(Stored data entries)

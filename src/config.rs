use serde::{Deserialize, Serialize};
use std::fs;
use std::path::{Path, PathBuf};
use syngate_common::DEFAULT_DROP_PORT;
use thiserror::Error;

/// Linux IFNAMSIZ, trailing NUL included
const IFNAMSIZ: usize = 16;

/// Default location of the compiled XDP object
pub const DEFAULT_PROGRAM_PATH: &str =
    "ebpf/syngate-filter/target/bpfel-unknown-none/release/syngate-filter";

/// Loader configuration
#[derive(Debug, Clone, Default, PartialEq, Serialize, Deserialize)]
pub struct Config {
    #[serde(default)]
    pub filter: FilterConfig,
    #[serde(default)]
    pub monitor: MonitorConfig,
}

#[derive(Debug, Clone, PartialEq, Serialize, Deserialize)]
#[serde(default)]
pub struct FilterConfig {
    /// Interface to attach the XDP program to
    pub interface: String,
    /// TCP destination port whose SYNs are dropped
    pub drop_port: u16,
    /// Path to the compiled eBPF object
    pub program: PathBuf,
    /// XDP attach mode
    pub mode: XdpMode,
}

#[derive(Debug, Clone, PartialEq, Serialize, Deserialize)]
#[serde(default)]
pub struct MonitorConfig {
    /// Seconds between counter reads
    pub report_interval_secs: u64,
}

/// How the program is attached to the driver
#[derive(Debug, Clone, Copy, Default, PartialEq, Eq, Serialize, Deserialize, clap::ValueEnum)]
#[serde(rename_all = "lowercase")]
pub enum XdpMode {
    /// Generic (SKB) mode, works on any interface
    #[default]
    Skb,
    /// Driver (native) mode
    Native,
    /// Offloaded to the NIC
    Hw,
}

#[derive(Debug, Error, PartialEq, Eq)]
pub enum ConfigError {
    #[error("invalid drop port: cannot be 0")]
    ZeroPort,
    #[error("interface name must not be empty")]
    EmptyInterface,
    #[error("interface name '{0}' is longer than {max} bytes", max = IFNAMSIZ - 1)]
    InterfaceTooLong(String),
    #[error("report interval must be > 0 seconds")]
    ZeroInterval,
}

impl Default for FilterConfig {
    fn default() -> Self {
        Self {
            interface: "lo".to_string(),
            drop_port: DEFAULT_DROP_PORT,
            program: PathBuf::from(DEFAULT_PROGRAM_PATH),
            mode: XdpMode::Skb,
        }
    }
}

impl Default for MonitorConfig {
    fn default() -> Self {
        Self {
            report_interval_secs: 1,
        }
    }
}

impl Config {
    /// Load configuration from TOML file
    pub fn from_file<P: AsRef<Path>>(path: P) -> anyhow::Result<Self> {
        let contents = fs::read_to_string(path)?;
        let config: Config = toml::from_str(&contents)?;
        Ok(config)
    }

    /// Save configuration to TOML file
    pub fn to_file<P: AsRef<Path>>(&self, path: P) -> anyhow::Result<()> {
        let contents = toml::to_string_pretty(&self)?;
        fs::write(path, contents)?;
        Ok(())
    }

    /// Validate configuration
    pub fn validate(&self) -> Result<(), ConfigError> {
        if self.filter.drop_port == 0 {
            return Err(ConfigError::ZeroPort);
        }

        if self.filter.interface.is_empty() {
            return Err(ConfigError::EmptyInterface);
        }

        if self.filter.interface.len() >= IFNAMSIZ {
            return Err(ConfigError::InterfaceTooLong(self.filter.interface.clone()));
        }

        if self.monitor.report_interval_secs == 0 {
            return Err(ConfigError::ZeroInterval);
        }

        Ok(())
    }
}
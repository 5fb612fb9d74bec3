// Shared between the XDP program and userspace.
// Keep this crate `no_std` and allocation-free so it links into eBPF code.

#![cfg_attr(not(test), no_std)]

pub mod classifier;
pub mod frame;
pub mod headers;
pub mod store;

#[cfg(any(feature = "user", test))]
pub mod memory;

pub use classifier::{Classifier, ParseError, Verdict};
pub use frame::Frame;
pub use headers::{EthHdr, Header, Ipv4Hdr, TcpHdr};
pub use store::{Counter, CounterStore, PortConfig};

// Protocol constants
pub const ETH_P_IP: u16 = 0x0800;
pub const IPPROTO_TCP: u8 = 6;
pub const TCP_FLAG_SYN: u8 = 0x02;
pub const TCP_FLAG_ACK: u8 = 0x10;

/// Port targeted when the configuration slot is unset (host byte order)
pub const DEFAULT_DROP_PORT: u16 = 4040;

// Map names (must match the `#[map]` statics in the XDP program)
pub const CONFIG_MAP: &str = "CONFIG";
pub const COUNTERS_MAP: &str = "PKT_COUNT";

// Configuration slots
pub const CONFIG_DROP_PORT: u32 = 0;
pub const CONFIG_SLOTS: u32 = 1;

// Counter slots
pub const COUNTER_TOTAL: u32 = 0;
pub const COUNTER_DROPPED: u32 = 1;
pub const COUNTER_SLOTS: u32 = 2;

/// Name of the XDP entry point inside the compiled object
pub const PROGRAM_NAME: &str = "syngate_filter";
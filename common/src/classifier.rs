//! Per-packet SYN classifier.
//!
//! Walks Ethernet -> IPv4 -> TCP with a bounds check before every header is
//! read. Anything that cannot be parsed is passed (fail open). Frames that do
//! parse are counted, and a pure SYN to the drop port is dropped and counted
//! again.
//!
//! The hot path never allocates, never loops and never blocks, so the same
//! code runs inside the XDP program and in userspace tests.

use crate::frame::Frame;
use crate::headers::{EthHdr, Header, Ipv4Hdr, TcpHdr};
use crate::store::{Counter, CounterStore, PortConfig};
use crate::{DEFAULT_DROP_PORT, ETH_P_IP, IPPROTO_TCP};

/// Classifier outcome
#[derive(Clone, Copy, Debug, PartialEq, Eq)]
pub enum Verdict {
    /// Hand the frame to the next stage
    Pass,
    /// Discard the frame
    Drop,
}

/// Why a frame could not be parsed. Never surfaced: every variant means PASS.
#[derive(Clone, Copy, Debug, PartialEq, Eq)]
pub enum ParseError {
    /// A header would extend past the end of the frame
    Truncated,
    /// IPv4 IHL below the 5-word minimum
    BadHeaderLength,
}

pub struct Classifier<C, S> {
    config: C,
    counters: S,
}

impl<C: PortConfig, S: CounterStore> Classifier<C, S> {
    pub const fn new(config: C, counters: S) -> Self {
        Self { config, counters }
    }

    /// Classify one frame. Always returns a verdict.
    #[inline(always)]
    pub fn classify<F: Frame + ?Sized>(&self, frame: &F) -> Verdict {
        match self.try_classify(frame) {
            Ok(verdict) => verdict,
            Err(_) => Verdict::Pass,
        }
    }

    #[inline(always)]
    pub fn try_classify<F: Frame + ?Sized>(&self, frame: &F) -> Result<Verdict, ParseError> {
        let eth: EthHdr = frame.load(0).ok_or(ParseError::Truncated)?;
        if eth.ether_type() != ETH_P_IP {
            return Ok(Verdict::Pass);
        }

        let ip: Ipv4Hdr = frame.load(EthHdr::LEN).ok_or(ParseError::Truncated)?;
        if ip.protocol != IPPROTO_TCP {
            return Ok(Verdict::Pass);
        }

        // Trust the declared length, options included. A TCP header that fits
        // after it also proves the whole IPv4 header is inside the frame.
        let ip_len = ip.header_len();
        if ip_len < Ipv4Hdr::LEN {
            return Err(ParseError::BadHeaderLength);
        }
        let tcp: TcpHdr = frame
            .load(EthHdr::LEN + ip_len)
            .ok_or(ParseError::Truncated)?;

        let drop_port = self
            .config
            .drop_port()
            .unwrap_or(DEFAULT_DROP_PORT.to_be());

        self.counters.increment(Counter::Total);

        if tcp.dest == drop_port && tcp.syn() && !tcp.ack() {
            self.counters.increment(Counter::Dropped);
            return Ok(Verdict::Drop);
        }

        Ok(Verdict::Pass)
    }

    pub fn config(&self) -> &C {
        &self.config
    }

    pub fn counters(&self) -> &S {
        &self.counters
    }
}
//! Commands accepted on stdin while the filter is attached.

use thiserror::Error;

pub const HELP: &str = "\
Available commands:
  port <number>  - Change the drop port (e.g. 'port 8080')
  status         - Show current statistics
  help           - Show this help message
  quit/exit      - Detach and exit
  Ctrl+C         - Detach and exit";

#[derive(Debug, Clone, PartialEq, Eq)]
pub enum Command {
    /// Retarget the filter (host byte order, never 0)
    Port(u16),
    Status,
    Help,
    Quit,
    /// Blank line
    Empty,
    Unknown(String),
}

#[derive(Debug, Error, PartialEq, Eq)]
pub enum CommandError {
    #[error("usage: port <number> (e.g. port 8080)")]
    PortUsage,
    #[error("invalid port number '{0}': must be between 1-65535")]
    InvalidPort(String),
}

/// Parse one console line
pub fn parse_command(line: &str) -> Result<Command, CommandError> {
    let mut parts = line.split_whitespace();

    let Some(word) = parts.next() else {
        return Ok(Command::Empty);
    };

    match word.to_lowercase().as_str() {
        "port" => {
            let (Some(arg), None) = (parts.next(), parts.next()) else {
                return Err(CommandError::PortUsage);
            };
            match arg.parse::<u16>() {
                Ok(port) if port != 0 => Ok(Command::Port(port)),
                _ => Err(CommandError::InvalidPort(arg.to_string())),
            }
        }
        "status" => Ok(Command::Status),
        "help" => Ok(Command::Help),
        "quit" | "exit" => Ok(Command::Quit),
        other => Ok(Command::Unknown(other.to_string())),
    }
}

What the task requires =>
Copy whichever lines of the records above contain the word "PortConfig".

The completed task =>
pub use store::{Counter, CounterStore, PortConfig};
use crate::store::{Counter, CounterStore, PortConfig};
impl<C: PortConfig, S: CounterStore> Classifier<C, S> {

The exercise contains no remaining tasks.